**TASK REQUIREMENTS**
Draw out every line with the word "await" from the listing below.

═════ DATA UNDER STUDY ═════

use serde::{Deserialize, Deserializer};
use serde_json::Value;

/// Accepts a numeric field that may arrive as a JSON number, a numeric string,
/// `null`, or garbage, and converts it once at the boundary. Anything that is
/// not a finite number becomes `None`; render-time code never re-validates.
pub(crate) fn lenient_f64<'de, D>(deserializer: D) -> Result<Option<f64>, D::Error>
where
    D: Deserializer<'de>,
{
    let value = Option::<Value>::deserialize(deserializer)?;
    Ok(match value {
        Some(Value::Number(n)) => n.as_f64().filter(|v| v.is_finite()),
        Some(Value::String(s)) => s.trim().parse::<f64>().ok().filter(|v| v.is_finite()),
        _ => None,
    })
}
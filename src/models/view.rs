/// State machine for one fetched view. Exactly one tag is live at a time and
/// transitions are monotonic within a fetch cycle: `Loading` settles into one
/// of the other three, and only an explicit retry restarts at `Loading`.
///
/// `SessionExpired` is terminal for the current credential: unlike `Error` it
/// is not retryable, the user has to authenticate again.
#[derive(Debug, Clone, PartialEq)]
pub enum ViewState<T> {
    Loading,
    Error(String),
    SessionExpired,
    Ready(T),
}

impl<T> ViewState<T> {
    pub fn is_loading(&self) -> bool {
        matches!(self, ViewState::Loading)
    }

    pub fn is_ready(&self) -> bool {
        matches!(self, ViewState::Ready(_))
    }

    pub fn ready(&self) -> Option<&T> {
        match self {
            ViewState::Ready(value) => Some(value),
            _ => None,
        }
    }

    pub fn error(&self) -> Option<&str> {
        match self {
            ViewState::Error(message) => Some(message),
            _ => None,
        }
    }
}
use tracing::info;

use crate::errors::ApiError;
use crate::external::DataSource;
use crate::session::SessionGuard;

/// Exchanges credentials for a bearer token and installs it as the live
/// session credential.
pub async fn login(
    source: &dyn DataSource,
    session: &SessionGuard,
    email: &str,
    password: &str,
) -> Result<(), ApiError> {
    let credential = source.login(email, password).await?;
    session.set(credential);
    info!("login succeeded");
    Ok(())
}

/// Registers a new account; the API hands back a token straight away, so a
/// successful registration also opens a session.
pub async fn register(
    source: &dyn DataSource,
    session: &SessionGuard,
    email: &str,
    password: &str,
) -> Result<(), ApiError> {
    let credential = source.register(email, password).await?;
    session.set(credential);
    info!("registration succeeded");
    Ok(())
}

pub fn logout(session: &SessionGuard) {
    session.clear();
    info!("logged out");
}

═════

**EXERCISE RESPONSE**
    let credential = source.login(email, password).await?;
    let credential = source.register(email, password).await?;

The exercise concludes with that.